Agar perawat mampu mengatasi berbagai masalah kelompok klien yang ada, pembuatan
keputusan berkelanjutan sanagt penting. Selain itu, manajemen waktu merupakan bagian dari
pembuatan keputusan dan memastikan bahwa waktu perawat digunakan dengan baik dan bahwa
perawat cukup tanggap terhadap kebutuhan klien.
2.1.3. Model-model Berpikir Kritis
Kataoka-Yahiro dan Saylor (1994) telah mengembangkan suatu model tentang berpikir
kritis untuk penilaian keperawatan. Model tersebut dirancang untuk mengetengahkan penilaian
keperawatan dalam peran klinis, manajerial, kepemimpinan, dan pendidikan.
Model tersebut terbagi menjadi 2 bagian yaitu komponen berpikir kritis dan tingkat
berpikir kritis. Komponen berpikir kritis terdiri dari: (1) dasar pengetahuan khusus, (2)
pengalaman, (3) kompetensi, (4) sikap dan (5) standar. Tingkat berpikir kritis terbagi menjadi
tiga yaitu (1) tingkat dasar, (2) kompleks, dan (3) komitmen.

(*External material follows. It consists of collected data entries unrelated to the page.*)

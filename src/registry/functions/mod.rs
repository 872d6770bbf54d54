//! Built-in decimal function library
//!
//! Trigonometric and logarithmic functions are computed with binary
//! floating-point primitives and converted back to decimal. The precision
//! loss from that translation is a known limitation of the library, not
//! hidden: results are exact decimals, but only as accurate as the `f64`
//! computation behind them. Rounding, aggregates, and number theory operate
//! on decimals directly.

pub mod aggregate;
pub mod exp_log;
pub mod number_theory;
pub mod rounding;
pub mod trig;

use crate::registry::function::{FunctionError, FunctionRegistry, FunctionResult};
use rust_decimal::prelude::*;

/// Register the whole standard library into a registry
pub fn register_builtins(registry: &mut FunctionRegistry) {
    trig::register(registry);
    exp_log::register(registry);
    rounding::register(registry);
    aggregate::register(registry);
    number_theory::register(registry);
}

/// Bridge a decimal argument into `f64` for a float-backed function
pub(crate) fn to_f64(name: &str, index: usize, value: Decimal) -> FunctionResult<f64> {
    value.to_f64().ok_or_else(|| FunctionError::InvalidArgument {
        name: name.to_string(),
        index,
        message: format!("value {value} is not representable as a float"),
    })
}

/// Bridge a float result back into decimal, rejecting NaN and infinity
pub(crate) fn from_f64(name: &str, value: f64) -> FunctionResult<Decimal> {
    if !value.is_finite() {
        return Err(FunctionError::EvaluationError {
            name: name.to_string(),
            message: "result is not a finite number".to_string(),
        });
    }
    Decimal::from_f64(value).ok_or_else(|| FunctionError::EvaluationError {
        name: name.to_string(),
        message: format!("result {value} does not fit in a decimal"),
    })
}

/// Decimal exponentiation shared by the `^` operator and `pow()`
///
/// Returns an error message on overflow or on a negative base with a
/// fractional exponent, which has no real-valued result.
pub(crate) fn checked_pow(base: Decimal, exponent: Decimal) -> Result<Decimal, String> {
    if base.is_zero() && exponent.is_sign_negative() {
        return Err(format!("zero cannot be raised to negative power {exponent}"));
    }
    if exponent.fract() == Decimal::ZERO {
        let overflow = || format!("power operation {base} ^ {exponent} overflowed");
        let i = exponent.to_i64().ok_or_else(overflow)?;
        return base.checked_powi(i).ok_or_else(overflow);
    }
    if base.is_sign_negative() {
        return Err(format!(
            "negative base {base} with fractional exponent {exponent}"
        ));
    }
    base.checked_powd(exponent)
        .ok_or_else(|| format!("power operation {base} ^ {exponent} overflowed"))
}

/// Require an argument to be a whole number and convert it to `i64`
pub(crate) fn to_integer(name: &str, index: usize, value: Decimal) -> FunctionResult<i64> {
    if value.fract() != Decimal::ZERO {
        return Err(FunctionError::InvalidArgument {
            name: name.to_string(),
            index,
            message: format!("expected an integer, got {value}"),
        });
    }
    value.to_i64().ok_or_else(|| FunctionError::InvalidArgument {
        name: name.to_string(),
        index,
        message: format!("value {value} is out of integer range"),
    })
}

#[cfg(test)]
mod tests {
    use super::*;

    #[test]
    fn test_checked_pow_integer_exponent() {
        let result = checked_pow(Decimal::TWO, Decimal::from(10)).unwrap();
        assert_eq!(result, Decimal::from(1024));
    }

    #[test]
    fn test_checked_pow_rejects_negative_base_fractional_exponent() {
        let err = checked_pow(Decimal::from(-8), Decimal::new(5, 1)).unwrap_err();
        assert!(err.contains("fractional exponent"));
    }

    #[test]
    fn test_from_f64_rejects_non_finite() {
        assert!(from_f64("exp", f64::INFINITY).is_err());
        assert!(from_f64("exp", f64::NAN).is_err());
    }

    #[test]
    fn test_to_integer() {
        assert_eq!(to_integer("factorial", 0, Decimal::from(5)).unwrap(), 5);
        assert!(to_integer("factorial", 0, Decimal::new(25, 1)).is_err());
    }
}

Dasar pengetahuan khusus perawat mencakup informasi dan teori dari ilmu pengetahuan
alam, humaniora, dan keperawatan yang diperlukan untuk memikirkan masalah keperawatan.
Informasi tersebut memberikan data yang digunakan dalam berbagai proses berpikir kritis.
Pengalaman, perawat bukan hanya mengandalkan “buku ajar” sebagai landasan kerja
yang penting, melainkan juga pengalaman yang didapatkan dari klien-klien sebelumnya.
Pengalaman merupakan pelajaran terbaik yang harus dipelajari perawat.
Kompetensi, terbagi menjadi tiga yaitu berpikir kritis umum, spesifik dalam situasi klinis,
dan spesifik dalam keperawatan. Berpikir kritis umum mencakup metode ilmiah, pemecahan
masalah, dan pembuatan keputusan. Berpikir kritis spesifik dalam situasi klinis mencakup
pertimbangan diagnostic, kesimpulan klinis, dan pembuatan keputusan klinis, sedangkan berpikir
kritis bersifat khusus unruk keperawatan mencakup semua tentang proses keperawatan yang
akan dibahas lebih khusus selanjutnya.
Sikap dalam berpikir kritis meliputi : percaya diri, mandiri, keterbukaan, tanggung gugat,
berani dalam mengambil resiko, disiplin, ketekunan, kreativitas, rasa ingin tahu, integritas, dan
kerendahan hati. Sikap-sikap tersebut adalah nilai yang yang ditunjukan keberhasilannya oleh
pemikir kritis.
Standar untuk berpikir kritis terbagi menjadi dua yaitu standar intelektual dan standar
professional. Standar intelektual seperti jelas, tepat, spesifik, akurat, relevan, masuk akal,
konsisten, logis, mendalam, luas, komplet, signifikan, adekuat dan terbuka. Standar professional
mengacu pada kriteria etis untuk penilaian keperawatan, kriteria untuk evaluasi, dan tanggung
jawab profesional.
Pada tingkat dasar, perawat harus berpikir untuk menjadi konkret dan didasarkan pada
serangkaian peraturan atau prinsip. Hal ini merupakan langkah awal dalam perkembangan
kemampuan mempertimbangkan (Kataoka-Yahiro dan Saylor, 1994)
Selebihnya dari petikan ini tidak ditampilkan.